Rising protectionist measures from the US government are creating significant uncertainty for global businesses and adding to cross-border risks. After some optimism that the US hardline stance on tariffs was softening a bit, new announcements from the administration have re-ignited fears that the ongoing skirmishes could blow up into a full-fledged trade war, particularly between the US and China. The latest announcement came from President Trump on 22nd June when he threatened to impose new tariffs of 20% on auto imports from the EU unless the EU removed tariffs on US goods. It should be noted that, some of these EU tariffs on US exports went into effect earlier the same day; these were retaliatory tariffs in response to US tariffs already implemented on steel and aluminum (most trading partners were exempted, except the EU, Canada and Mexico). Equity prices of major European automakers dropped immediately following the announcement, highlighting the intricacies of global supply chains and their dependence on smooth trade flows between nations. In fact, all major global stock markets have seen episodes of selloffs in the past few weeks in reaction to worries that trade restrictions are rising.
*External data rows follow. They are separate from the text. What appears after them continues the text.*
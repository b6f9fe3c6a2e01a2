//! Connector routing for the node chain.
//!
//! Connectors are never authored by the user. They are derived from the
//! registry order: node `i` connects to node `i + 1`, so `N` nodes always
//! produce `max(0, N - 1)` connectors.
//!
//! # Example
//!
//! ```ignore
//! use policy_canvas::{ConnectorRouter, NodeRegistry};
//!
//! let mut router = ConnectorRouter::new((180.0, 40.0), (0.0, 40.0));
//!
//! // Bind once - auto-syncs on every update
//! let model = Rc::new(VecModel::<ConnectorPath>::default());
//! router.bind_model(model.clone(), |c| ConnectorPath { path_commands: c.path_commands().into() });
//! window.set_connectors(ModelRc::from(model));
//!
//! // After any registry change
//! router.update(&registry);
//! ```

use crate::path::CubicBezier;
use crate::registry::{Node, NodeId, NodeRegistry};
use crate::sync::{ConcreteModelSyncer, ModelSyncer};
use slint::VecModel;
use std::rc::Rc;

/// A derived curve between two consecutive nodes.
#[derive(Clone, Debug, PartialEq)]
pub struct Connector {
    from: NodeId,
    to: NodeId,
    curve: CubicBezier,
    path_commands: String,
}

impl Connector {
    /// Node the connector leaves from.
    pub fn source(&self) -> NodeId {
        self.from
    }

    /// Node the connector enters.
    pub fn target(&self) -> NodeId {
        self.to
    }

    pub fn curve(&self) -> &CubicBezier {
        &self.curve
    }

    /// SVG path commands for rendering.
    pub fn path_commands(&self) -> &str {
        &self.path_commands
    }
}

/// Compute the connectors for nodes in chain order.
///
/// # Arguments
/// * `nodes` - Nodes in creation order
/// * `source_anchor` - Offset of the outgoing anchor from a node's origin
/// * `target_anchor` - Offset of the incoming anchor from a node's origin
pub fn route_connectors(
    nodes: &[Node],
    source_anchor: (f32, f32),
    target_anchor: (f32, f32),
) -> Vec<Connector> {
    nodes
        .windows(2)
        .map(|pair| {
            let (from, to) = (&pair[0], &pair[1]);
            let start = anchor(from, source_anchor);
            let end = anchor(to, target_anchor);
            let curve = CubicBezier::from_anchors(start, end);
            Connector {
                from: from.id(),
                to: to.id(),
                curve,
                path_commands: curve.to_path_commands(),
            }
        })
        .collect()
}

fn anchor(node: &Node, offset: (f32, f32)) -> (f32, f32) {
    let position = node.position();
    (position.x as f32 + offset.0, position.y as f32 + offset.1)
}

/// Keeps the connector set in step with a [`NodeRegistry`].
///
/// The full set is recomputed whenever the registry revision moves; there is
/// no incremental diffing.
pub struct ConnectorRouter {
    source_anchor: (f32, f32),
    target_anchor: (f32, f32),
    connectors: Vec<Connector>,
    /// Registry revision the connectors were computed from
    revision: Option<u64>,
    /// Optional auto-sync to Slint model
    syncer: Option<Box<dyn ModelSyncer<Connector>>>,
}

impl ConnectorRouter {
    pub fn new(source_anchor: (f32, f32), target_anchor: (f32, f32)) -> Self {
        Self {
            source_anchor,
            target_anchor,
            connectors: Vec::new(),
            revision: None,
            syncer: None,
        }
    }

    /// Bind to a Slint model for automatic synchronization.
    ///
    /// The model is filled immediately and then refreshed on every update that
    /// recomputes the connectors.
    pub fn bind_model<P, F>(&mut self, model: Rc<VecModel<P>>, constructor: F)
    where
        P: Clone + 'static,
        F: Fn(&Connector) -> P + 'static,
    {
        let syncer = ConcreteModelSyncer { model, constructor };
        ModelSyncer::<Connector>::sync(&syncer, &self.connectors);
        self.syncer = Some(Box::new(syncer));
    }

    /// Recompute connectors if the registry changed since the last call.
    ///
    /// Returns `true` if the connectors were rebuilt.
    pub fn update(&mut self, registry: &NodeRegistry) -> bool {
        if self.revision == Some(registry.revision()) {
            return false;
        }
        self.connectors = route_connectors(registry.nodes(), self.source_anchor, self.target_anchor);
        self.revision = Some(registry.revision());

        if let Some(syncer) = &self.syncer {
            syncer.sync(&self.connectors);
        }
        true
    }

    /// Change the anchors and force a rebuild on the next update.
    pub fn set_anchors(&mut self, source_anchor: (f32, f32), target_anchor: (f32, f32)) {
        self.source_anchor = source_anchor;
        self.target_anchor = target_anchor;
        self.revision = None;
    }

    pub fn connectors(&self) -> &[Connector] {
        &self.connectors
    }

    pub fn len(&self) -> usize {
        self.connectors.len()
    }

    pub fn is_empty(&self) -> bool {
        self.connectors.is_empty()
    }
}

#[cfg(test)]
mod tests {
    use super::*;
    use crate::grid::GridPoint;
    use crate::palette::{Category, Template};
    use slint::Model;

    const SOURCE: (f32, f32) = (180.0, 40.0);
    const TARGET: (f32, f32) = (0.0, 40.0);

    fn template() -> Template {
        Template::new(Category::Network, "VPC Network", "Network")
    }

    fn registry_with(positions: &[(i32, i32)]) -> NodeRegistry {
        let mut registry = NodeRegistry::new();
        for &(x, y) in positions {
            registry.insert(&template(), GridPoint::new(x, y));
        }
        registry
    }

    // ========================================================================
    // route_connectors() - Chain Derivation
    // ========================================================================

    #[test]
    fn test_no_connectors_below_two_nodes() {
        assert!(route_connectors(&[], SOURCE, TARGET).is_empty());
        let registry = registry_with(&[(0, 0)]);
        assert!(route_connectors(registry.nodes(), SOURCE, TARGET).is_empty());
    }

    #[test]
    fn test_connector_count_is_n_minus_one() {
        for n in 2..8 {
            let positions: Vec<(i32, i32)> = (0..n).map(|i| (i * 240, 0)).collect();
            let registry = registry_with(&positions);
            assert_eq!(route_connectors(registry.nodes(), SOURCE, TARGET).len(), n as usize - 1);
        }
    }

    #[test]
    fn test_connectors_follow_creation_order() {
        let registry = registry_with(&[(480, 0), (0, 0), (240, 0)]);
        let connectors = route_connectors(registry.nodes(), SOURCE, TARGET);
        let ids: Vec<NodeId> = registry.iter().map(|n| n.id()).collect();

        assert_eq!(connectors[0].source(), ids[0]);
        assert_eq!(connectors[0].target(), ids[1]);
        assert_eq!(connectors[1].source(), ids[1]);
        assert_eq!(connectors[1].target(), ids[2]);
    }

    #[test]
    fn test_reference_curve() {
        // 300 and 450 sit on a 30px grid, not the default 24px one
        let mut registry = NodeRegistry::with_grid_unit(30);
        registry.insert(&template(), GridPoint::new(240, 300));
        registry.insert(&template(), GridPoint::new(600, 450));
        let connectors = route_connectors(registry.nodes(), SOURCE, TARGET);
        assert_eq!(connectors.len(), 1);

        let curve = connectors[0].curve();
        assert_eq!(curve.p0, (420.0, 340.0));
        assert_eq!(curve.p3, (600.0, 490.0));
        // Each control point keeps its own anchor's y
        assert_eq!(curve.p1.1, curve.p0.1);
        assert_eq!(curve.p2.1, curve.p3.1);
        // Both sit at the horizontal midpoint
        assert_eq!(curve.p1.0, 510.0);
        assert_eq!(curve.p2.0, 510.0);
        assert_eq!(connectors[0].path_commands(), "M 420 340 C 510 340 510 490 600 490");
    }

    // ========================================================================
    // ConnectorRouter - Recompute On Change
    // ========================================================================

    #[test]
    fn test_router_recomputes_only_on_revision_change() {
        let mut registry = registry_with(&[(0, 0), (240, 0)]);
        let mut router = ConnectorRouter::new(SOURCE, TARGET);

        assert!(router.update(&registry));
        assert!(!router.update(&registry));
        assert_eq!(router.len(), 1);

        let id = registry.nodes()[1].id();
        registry.set_position(id, GridPoint::new(240, 96)).unwrap();
        assert!(router.update(&registry));
        assert_eq!(router.connectors()[0].curve().p3, (240.0, 136.0));
    }

    #[test]
    fn test_router_tracks_add_and_remove() {
        let mut registry = registry_with(&[(0, 0), (240, 0)]);
        let mut router = ConnectorRouter::new(SOURCE, TARGET);
        router.update(&registry);

        registry.insert(&template(), GridPoint::new(480, 0));
        router.update(&registry);
        assert_eq!(router.len(), 2);

        let first = registry.nodes()[0].id();
        registry.remove(first).unwrap();
        router.update(&registry);
        assert_eq!(router.len(), 1);

        let last = registry.nodes()[0].id();
        registry.remove(last).unwrap();
        router.update(&registry);
        assert!(router.is_empty());
    }

    #[test]
    fn test_router_removing_middle_node_relinks_neighbours() {
        let mut registry = registry_with(&[(0, 0), (240, 0), (480, 0)]);
        let ids: Vec<NodeId> = registry.iter().map(|n| n.id()).collect();
        let mut router = ConnectorRouter::new(SOURCE, TARGET);

        registry.remove(ids[1]).unwrap();
        router.update(&registry);

        assert_eq!(router.len(), 1);
        assert_eq!(router.connectors()[0].source(), ids[0]);
        assert_eq!(router.connectors()[0].target(), ids[2]);
    }

    #[test]
    fn test_set_anchors_forces_rebuild() {
        let registry = registry_with(&[(0, 0), (240, 0)]);
        let mut router = ConnectorRouter::new(SOURCE, TARGET);
        router.update(&registry);

        router.set_anchors((200.0, 45.0), (0.0, 45.0));
        assert!(router.update(&registry));
        assert_eq!(router.connectors()[0].curve().p0, (200.0, 45.0));
    }

    #[test]
    fn test_bound_model_follows_updates() {
        let mut registry = registry_with(&[(0, 0), (240, 0)]);
        let mut router = ConnectorRouter::new(SOURCE, TARGET);
        let model: Rc<VecModel<String>> = Rc::new(VecModel::default());
        router.bind_model(model.clone(), |c| c.path_commands().to_string());

        router.update(&registry);
        assert_eq!(model.row_count(), 1);

        registry.insert(&template(), GridPoint::new(480, 0));
        router.update(&registry);
        assert_eq!(model.row_count(), 2);
        assert_eq!(
            model.row_data(1).unwrap(),
            "M 420 40 C 450 40 450 40 480 40"
        );
    }
}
The latest round of proposed US barriers to free trade have come with a pronounced inclination by the US to move away from traditional norms of multilateralism based on the WTO principles, including measures specifically directed at longtime allies like the EU and Canada. This has the potential to spill over into other areas of geopolitical risk, and pose added headwinds to the global economy. While the extent of the EU retaliation is modest so far, other countries are stepping up or planning ‘tit-for-tat’ tariffs against the US. India just hiked tariffs on a selection of US goods, while similar Canadian tariffs are scheduled to come into effect on 1st July. Of course, the biggest risk of disruption comes from the US-China spat; earlier the same week, China threatened to hit back with a combination of quantitative and qualitative measures after President Trump ordered his team to identify USD200b in Chinese imports for additional tariffs of 10% with provision for another USD200b after that if China retaliates. The global economy is still expanding; although divergences in policy are signaling desynchronization in the near term, it can still withstand some fluctuations in equity indexes. But the bigger underlying risk is that if the trade rhetoric does not die down, or if it becomes a significant headwind, stock markets will face sustained downward trends as investor confidence is impaired, eventually leading to a spillover into the real economy.